**PROMPT:** Beginning with the first line below, please restate each line exactly, down to and including the line containing "pub mod otp;".

**EXTRACTED RECORDS:**

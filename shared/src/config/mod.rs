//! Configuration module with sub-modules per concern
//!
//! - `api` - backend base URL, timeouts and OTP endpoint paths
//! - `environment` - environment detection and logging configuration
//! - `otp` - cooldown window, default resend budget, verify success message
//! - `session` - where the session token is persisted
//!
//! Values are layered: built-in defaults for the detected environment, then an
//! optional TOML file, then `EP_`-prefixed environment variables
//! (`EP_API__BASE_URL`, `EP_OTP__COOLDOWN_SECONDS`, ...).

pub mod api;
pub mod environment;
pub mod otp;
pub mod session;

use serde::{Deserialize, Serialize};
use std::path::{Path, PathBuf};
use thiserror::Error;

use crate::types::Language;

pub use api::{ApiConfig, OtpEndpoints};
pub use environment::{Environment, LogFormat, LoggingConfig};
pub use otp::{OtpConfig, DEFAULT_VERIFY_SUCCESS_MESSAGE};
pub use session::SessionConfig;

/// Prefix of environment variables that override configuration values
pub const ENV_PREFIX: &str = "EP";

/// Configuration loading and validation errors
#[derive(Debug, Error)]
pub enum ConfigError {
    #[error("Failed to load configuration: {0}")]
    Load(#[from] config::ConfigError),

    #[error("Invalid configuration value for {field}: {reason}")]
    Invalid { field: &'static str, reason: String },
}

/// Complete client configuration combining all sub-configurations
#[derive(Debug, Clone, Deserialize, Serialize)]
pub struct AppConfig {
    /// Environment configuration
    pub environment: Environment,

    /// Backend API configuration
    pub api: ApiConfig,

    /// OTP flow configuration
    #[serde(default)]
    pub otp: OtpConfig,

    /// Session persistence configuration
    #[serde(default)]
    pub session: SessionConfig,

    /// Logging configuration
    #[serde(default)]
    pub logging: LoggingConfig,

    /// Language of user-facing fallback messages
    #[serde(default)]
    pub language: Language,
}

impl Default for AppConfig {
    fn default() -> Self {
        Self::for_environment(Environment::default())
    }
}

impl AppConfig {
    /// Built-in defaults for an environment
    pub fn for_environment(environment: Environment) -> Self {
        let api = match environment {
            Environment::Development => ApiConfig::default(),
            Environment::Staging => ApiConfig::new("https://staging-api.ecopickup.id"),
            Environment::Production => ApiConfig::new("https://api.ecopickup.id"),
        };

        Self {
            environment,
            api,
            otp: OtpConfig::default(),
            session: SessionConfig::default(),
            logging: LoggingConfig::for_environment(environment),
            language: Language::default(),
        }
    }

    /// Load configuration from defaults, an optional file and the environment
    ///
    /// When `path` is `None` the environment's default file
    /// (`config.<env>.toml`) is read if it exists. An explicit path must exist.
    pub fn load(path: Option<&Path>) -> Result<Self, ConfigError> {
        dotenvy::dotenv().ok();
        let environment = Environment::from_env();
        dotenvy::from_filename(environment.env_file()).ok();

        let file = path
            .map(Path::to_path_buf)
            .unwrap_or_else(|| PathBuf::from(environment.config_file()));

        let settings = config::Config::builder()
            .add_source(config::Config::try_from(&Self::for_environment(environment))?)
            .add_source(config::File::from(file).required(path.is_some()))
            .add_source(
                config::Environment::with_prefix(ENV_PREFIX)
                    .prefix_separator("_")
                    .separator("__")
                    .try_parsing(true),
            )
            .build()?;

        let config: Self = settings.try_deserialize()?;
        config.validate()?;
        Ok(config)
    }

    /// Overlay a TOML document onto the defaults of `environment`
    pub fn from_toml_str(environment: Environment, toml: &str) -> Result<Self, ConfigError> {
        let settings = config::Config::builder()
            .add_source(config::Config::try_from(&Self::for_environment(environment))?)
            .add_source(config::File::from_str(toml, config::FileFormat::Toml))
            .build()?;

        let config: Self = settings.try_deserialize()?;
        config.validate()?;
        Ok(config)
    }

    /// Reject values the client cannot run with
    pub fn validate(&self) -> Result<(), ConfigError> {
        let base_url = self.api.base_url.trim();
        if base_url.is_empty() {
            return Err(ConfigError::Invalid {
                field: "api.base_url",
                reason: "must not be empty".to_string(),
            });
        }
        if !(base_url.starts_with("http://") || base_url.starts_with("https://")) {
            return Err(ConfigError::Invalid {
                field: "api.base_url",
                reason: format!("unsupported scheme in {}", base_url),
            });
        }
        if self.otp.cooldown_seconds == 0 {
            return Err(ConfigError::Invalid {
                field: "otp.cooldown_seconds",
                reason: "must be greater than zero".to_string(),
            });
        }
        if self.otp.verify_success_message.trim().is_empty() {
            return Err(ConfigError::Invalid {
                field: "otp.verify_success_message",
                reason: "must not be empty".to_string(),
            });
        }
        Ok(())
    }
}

**WRITTEN ANSWER:**
filename shared/src/config/mod.rs
//! Configuration module with sub-modules per concern
//!
//! - `api` - backend base URL, timeouts and OTP endpoint paths
//! - `environment` - environment detection and logging configuration
//! - `otp` - cooldown window, default resend budget, verify success message
//! - `session` - where the session token is persisted
//!
//! Values are layered: built-in defaults for the detected environment, then an
//! optional TOML file, then `EP_`-prefixed environment variables
//! (`EP_API__BASE_URL`, `EP_OTP__COOLDOWN_SECONDS`, ...).

pub mod api;
pub mod environment;
pub mod otp;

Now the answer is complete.